Unfortunately, the noise they created in the process woke up the sleeping infant. Gem cringed slightly as she heard the piercing shriek ring through the apartment. She continued to stir furiously as she turned her back to Alec. He quickly rummaged through Max's mostly bare cupboards, finding a plate. He set it near the stove and laid the slightly crisp pieces of toast on it. Angie's cries continued, but had softened somewhat to a pitiful whimper.

"Alec could you go get her for me please, while I finish these?" Gem asked hurriedly. Alec was about to offer to take over the eggs. Babies were less his forte than the X-5 females that bore them. He was about to make a quip to that effect, but Gem glanced over her shoulder to give him a pleading look. "Please?"

Alec could have sworn she was blushing. Wondering why on earth she would be embarrassed, he shrugged genially and turned towards the room the noise was emanating from. Figuring that it wouldn't be too difficult to just carry the kid out, he nonetheless knocked at the closed door. Surely Max wouldn't be able to sleep through that racket. And to his unsurprise, she wasn't. What did take him aback though, was that she was cradling the baby against her shoulder, sitting up in the bed, rubbing a soothing hand over the infant.

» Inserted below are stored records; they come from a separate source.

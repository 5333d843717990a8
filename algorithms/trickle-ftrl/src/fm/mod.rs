mod algorithm;
pub(crate) mod hyperparams;
pub(crate) mod kernel;

pub use hyperparams::{FmFtrlParams, FmFtrlValidParams};
pub use kernel::LatentKernel;

use crate::accumulator::AdaptiveState;
use ndarray::{Array1, Array2};
use rand::SeedableRng;
use rand_xoshiro::Xoshiro256Plus;
use trickle::Float;

#[cfg(feature = "serde")]
use serde_crate::{Deserialize, Serialize};

/// Factorization-machine classifier trained with the FTRL-Proximal
/// discipline.
///
/// Extends the linear model with `embedding_dim` latent lanes per hash
/// bucket; the pairwise interaction of two co-occurring features is the dot
/// product of their latent vectors, evaluated in `O(nnz · k)` through the
/// standard sum-of-squares identity. Latent accumulators receive the same
/// closed-form per-coordinate update as the linear ones, under their own
/// learning rate and penalties.
#[cfg_attr(
    feature = "serde",
    derive(Serialize, Deserialize),
    serde(crate = "serde_crate")
)]
pub struct FmFtrl<F: Float> {
    pub(crate) params: FmFtrlValidParams<F>,
    pub(crate) linear: AdaptiveState<F>,
    /// Latent accumulators, row-major `[bucket * embedding_dim + lane]`.
    pub(crate) latent: AdaptiveState<F>,
}

impl<F: Float> FmFtrl<F> {
    /// Create default hyperparameters
    pub fn params() -> FmFtrlParams<F> {
        FmFtrlParams::new()
    }

    /// Create a new model with given parameters and hash width.
    ///
    /// The linear accumulators start zeroed; the latent ones are seeded
    /// with small uniform random values from the configured seed, since an
    /// all-zero latent start has identically zero interaction gradient.
    pub fn new(params: FmFtrlValidParams<F>, nfeatures: usize) -> FmFtrl<F> {
        let mut rng = Xoshiro256Plus::seed_from_u64(params.seed);
        let latent_len = nfeatures * params.embedding_dim;
        let latent = AdaptiveState::with_random_z(latent_len, params.latent_init, &mut rng);
        Self {
            params,
            linear: AdaptiveState::zeros(nfeatures),
            latent,
        }
    }

    /// Hash width the model is sized for
    pub fn nfeatures(&self) -> usize {
        self.linear.len()
    }

    /// Number of latent lanes per feature
    pub fn embedding_dim(&self) -> usize {
        self.params.embedding_dim
    }

    /// Get the hyperparameters
    pub fn get_params(&self) -> &FmFtrlValidParams<F> {
        &self.params
    }

    /// Materialize the linear weight vector
    pub fn weights(&self) -> Array1<F> {
        let p = &self.params;
        (0..self.linear.len())
            .map(|idx| {
                self.linear
                    .weight_at(idx, p.alpha, p.beta, p.l1_penalty, p.l2_penalty)
            })
            .collect()
    }

    /// Materialize the latent factors as an `(nfeatures, embedding_dim)`
    /// matrix
    pub fn latent_factors(&self) -> Array2<F> {
        let p = &self.params;
        let k = p.embedding_dim;
        Array2::from_shape_fn((self.nfeatures(), k), |(idx, lane)| {
            self.latent
                .weight_at(idx * k + lane, p.latent_alpha, p.beta, p.latent_l1, p.latent_l2)
        })
    }
}
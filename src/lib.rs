//! `trickle` provides the shared building blocks for online learning over
//! hash-bucketed sparse feature batches.
//!
//! The crate plays the same role for the `trickle-*` algorithm crates that a
//! common core plays in any estimator toolkit: it defines the floating-point
//! abstraction ([`Float`]), the dataset container ([`DatasetBase`]) with
//! optional per-sample weights, record traits for dense and CSR sparse
//! matrices, the estimator traits ([`traits::Fit`], [`traits::FitWith`],
//! [`traits::Predict`]) and the hyperparameter checking machinery
//! ([`ParamGuard`]).
//!
//! Algorithm crates live under `algorithms/` and pull this crate in as their
//! foundation; see `trickle-ftrl` for the adaptive online-learning model
//! family.

pub mod dataset;
pub mod error;
pub mod metrics;
mod param_guard;
pub mod prelude;
pub mod traits;

pub use dataset::{Dataset, DatasetBase, Float, Pr, Records, SparseDataset};
pub use error::Error;
pub use param_guard::ParamGuard;
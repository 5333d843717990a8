use crate::error::FtrlError;
use crate::ftrl::hyperparams::{check_learning_params, check_schedule_params};
use crate::hogwild::UpdateScheme;
use trickle::{Float, ParamGuard};

#[cfg(feature = "serde")]
use serde_crate::{Deserialize, Serialize};

/// A verified hyperparameter set for the rectified-linear network model.
///
/// See [`ReluNetParams`] for documentation of the individual parameters.
#[cfg_attr(
    feature = "serde",
    derive(Serialize, Deserialize),
    serde(crate = "serde_crate")
)]
#[derive(Clone, Debug, PartialEq)]
pub struct ReluNetValidParams<F: Float> {
    pub(crate) alpha: F,
    pub(crate) beta: F,
    pub(crate) l1_penalty: F,
    pub(crate) l2_penalty: F,
    pub(crate) hidden_layers: Vec<usize>,
    pub(crate) dropout_rate: F,
    pub(crate) init_scale: F,
    pub(crate) iterations: usize,
    pub(crate) num_threads: usize,
    pub(crate) update_scheme: UpdateScheme,
    pub(crate) seed: u64,
}

impl<F: Float> ReluNetValidParams<F> {
    pub fn alpha(&self) -> F {
        self.alpha
    }

    pub fn beta(&self) -> F {
        self.beta
    }

    pub fn l1_penalty(&self) -> F {
        self.l1_penalty
    }

    pub fn l2_penalty(&self) -> F {
        self.l2_penalty
    }

    pub fn hidden_layers(&self) -> &[usize] {
        &self.hidden_layers
    }

    pub fn dropout_rate(&self) -> F {
        self.dropout_rate
    }

    pub fn init_scale(&self) -> F {
        self.init_scale
    }

    pub fn iterations(&self) -> usize {
        self.iterations
    }

    pub fn num_threads(&self) -> usize {
        self.num_threads
    }

    pub fn update_scheme(&self) -> UpdateScheme {
        self.update_scheme
    }

    pub fn seed(&self) -> u64 {
        self.seed
    }
}

/// Hyperparameters of the shallow rectified-linear network (builder
/// pattern).
///
/// Every trainable weight of the network, the input-to-hidden block
/// included, runs through the same closed-form adaptive update as the
/// linear model, so each parameter carries its own effective step size and
/// l1/l2 shrinkage.
#[cfg_attr(
    feature = "serde",
    derive(Serialize, Deserialize),
    serde(crate = "serde_crate")
)]
#[derive(Clone, Debug, PartialEq)]
pub struct ReluNetParams<F: Float>(pub(crate) ReluNetValidParams<F>);

impl<F: Float> Default for ReluNetParams<F> {
    fn default() -> Self {
        Self::new()
    }
}

impl<F: Float> ReluNetParams<F> {
    /// Create new hyperparameters with default values
    pub fn new() -> Self {
        Self(ReluNetValidParams {
            alpha: F::cast(0.1),
            beta: F::cast(1.0),
            l1_penalty: F::cast(0.0),
            l2_penalty: F::cast(0.001),
            hidden_layers: vec![32],
            dropout_rate: F::cast(0.0),
            init_scale: F::cast(0.01),
            iterations: 1,
            num_threads: 1,
            update_scheme: UpdateScheme::default(),
            seed: 42,
        })
    }

    /// Set the learning-rate numerator.
    ///
    /// Defaults to `0.1` if not set
    pub fn alpha(mut self, alpha: F) -> Self {
        self.0.alpha = alpha;
        self
    }

    /// Set the learning-rate shape parameter.
    ///
    /// Defaults to `1.0` if not set
    pub fn beta(mut self, beta: F) -> Self {
        self.0.beta = beta;
        self
    }

    /// Set the l1 penalty.
    ///
    /// Defaults to `0.0` if not set
    pub fn l1_penalty(mut self, l1_penalty: F) -> Self {
        self.0.l1_penalty = l1_penalty;
        self
    }

    /// Set the l2 penalty.
    ///
    /// Defaults to `0.001` if not set
    pub fn l2_penalty(mut self, l2_penalty: F) -> Self {
        self.0.l2_penalty = l2_penalty;
        self
    }

    /// Set the hidden-layer widths: one width for a single hidden layer,
    /// two for the deeper variant.
    ///
    /// Defaults to `[32]` if not set
    pub fn hidden_layers(mut self, widths: &[usize]) -> Self {
        self.0.hidden_layers = widths.to_vec();
        self
    }

    /// Set the dropout rate applied to hidden activations during fit.
    /// Kept units are scaled by `1/(1-rate)`, so prediction needs no
    /// rescaling.
    ///
    /// Defaults to `0.0` if not set
    ///
    /// `dropout_rate` must be in `[0, 1)`
    pub fn dropout_rate(mut self, dropout_rate: F) -> Self {
        self.0.dropout_rate = dropout_rate;
        self
    }

    /// Set the scale of the random initialization of the accumulators;
    /// this is what breaks the symmetry between hidden units.
    ///
    /// Defaults to `0.01` if not set
    ///
    /// `init_scale` must be positive and finite
    pub fn init_scale(mut self, init_scale: F) -> Self {
        self.0.init_scale = init_scale;
        self
    }

    /// Set the number of passes over the batch per fit call.
    ///
    /// Defaults to `1` if not set
    pub fn iterations(mut self, iterations: usize) -> Self {
        self.0.iterations = iterations;
        self
    }

    /// Set the number of worker threads used per fit or predict call.
    ///
    /// Defaults to `1` if not set
    pub fn num_threads(mut self, num_threads: usize) -> Self {
        self.0.num_threads = num_threads;
        self
    }

    /// Set how workers share the accumulators; see [`UpdateScheme`].
    /// The network's output layer cannot be partitioned by coordinate, so
    /// [`UpdateScheme::Sharded`] runs a deterministic single-threaded pass.
    ///
    /// Defaults to [`UpdateScheme::Hogwild`] if not set
    pub fn update_scheme(mut self, update_scheme: UpdateScheme) -> Self {
        self.0.update_scheme = update_scheme;
        self
    }

    /// Set the seed of the weight initialization and the dropout masks.
    ///
    /// Defaults to `42` if not set
    pub fn seed(mut self, seed: u64) -> Self {
        self.0.seed = seed;
        self
    }
}

impl<F: Float> ParamGuard for ReluNetParams<F> {
    type Checked = ReluNetValidParams<F>;
    type Error = FtrlError;

    /// Validate the hyperparameters
    fn check_ref(&self) -> Result<&Self::Checked, Self::Error> {
        check_learning_params(
            self.0.alpha,
            self.0.beta,
            self.0.l1_penalty,
            self.0.l2_penalty,
        )?;
        check_schedule_params(self.0.iterations, self.0.num_threads)?;
        let widths = &self.0.hidden_layers;
        if widths.is_empty() || widths.len() > 2 || widths.iter().any(|&w| w == 0) {
            Err(FtrlError::InvalidHiddenLayers)
        } else if !(F::zero()..F::one()).contains(&self.0.dropout_rate) {
            Err(FtrlError::InvalidDropoutRate(
                self.0.dropout_rate.to_f32().unwrap_or(f32::NAN),
            ))
        } else if !self.0.init_scale.is_finite() || self.0.init_scale <= F::zero() {
            Err(FtrlError::InvalidInitScale(
                self.0.init_scale.to_f32().unwrap_or(f32::NAN),
            ))
        } else {
            Ok(&self.0)
        }
    }

    fn check(self) -> Result<Self::Checked, Self::Error> {
        self.check_ref()?;
        Ok(self.0)
    }
}

#[cfg(test)]
mod tests {
    use super::*;
    use crate::ReluNet;

    #[test]
    fn default_params_are_valid() {
        assert!(ReluNet::<f64>::params().check().is_ok());
    }

    #[test]
    fn rejects_bad_hidden_layers() {
        assert!(matches!(
            ReluNet::<f64>::params().hidden_layers(&[]).check(),
            Err(FtrlError::InvalidHiddenLayers)
        ));
        assert!(matches!(
            ReluNet::<f64>::params().hidden_layers(&[8, 4, 2]).check(),
            Err(FtrlError::InvalidHiddenLayers)
        ));
        assert!(matches!(
            ReluNet::<f64>::params().hidden_layers(&[8, 0]).check(),
            Err(FtrlError::InvalidHiddenLayers)
        ));
        assert!(ReluNet::<f64>::params().hidden_layers(&[8, 4]).check().is_ok());
    }

    #[test]
    fn rejects_out_of_range_dropout() {
        assert!(matches!(
            ReluNet::<f32>::params().dropout_rate(1.0).check(),
            Err(FtrlError::InvalidDropoutRate(_))
        ));
        assert!(matches!(
            ReluNet::<f32>::params().dropout_rate(-0.1).check(),
            Err(FtrlError::InvalidDropoutRate(_))
        ));
        assert!(ReluNet::<f32>::params().dropout_rate(0.5).check().is_ok());
    }
}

"Shh sweetie," she calmed. "Mama will be here soon."

Alec was stunned by the sweet sentimentality of the picture the two of them made. Somehow, Max looked completely natural and at ease with the infant in her arms. There was a soft, wistful smile on her face, even as Angie had caught some of her hair in her tiny fist and was yanking at it as she squirmed. Unknowingly, a similar smile began to grace his face. It was a rare and beautiful sight that he had been given the privilege to see.

"Hey Alec," Max greeted after a moment. She was still bouncing Angie in her arms, unable to provide what the infant wanted. "I thought I heard your dulcet tones earlier."

Alec waited a moment, then entered her bedroom. "Yup, that was me. I was bringing you coffee," he smirked at the quick grimace on her face that disappeared quickly. "But then I got roped into the saving the toast plan of action."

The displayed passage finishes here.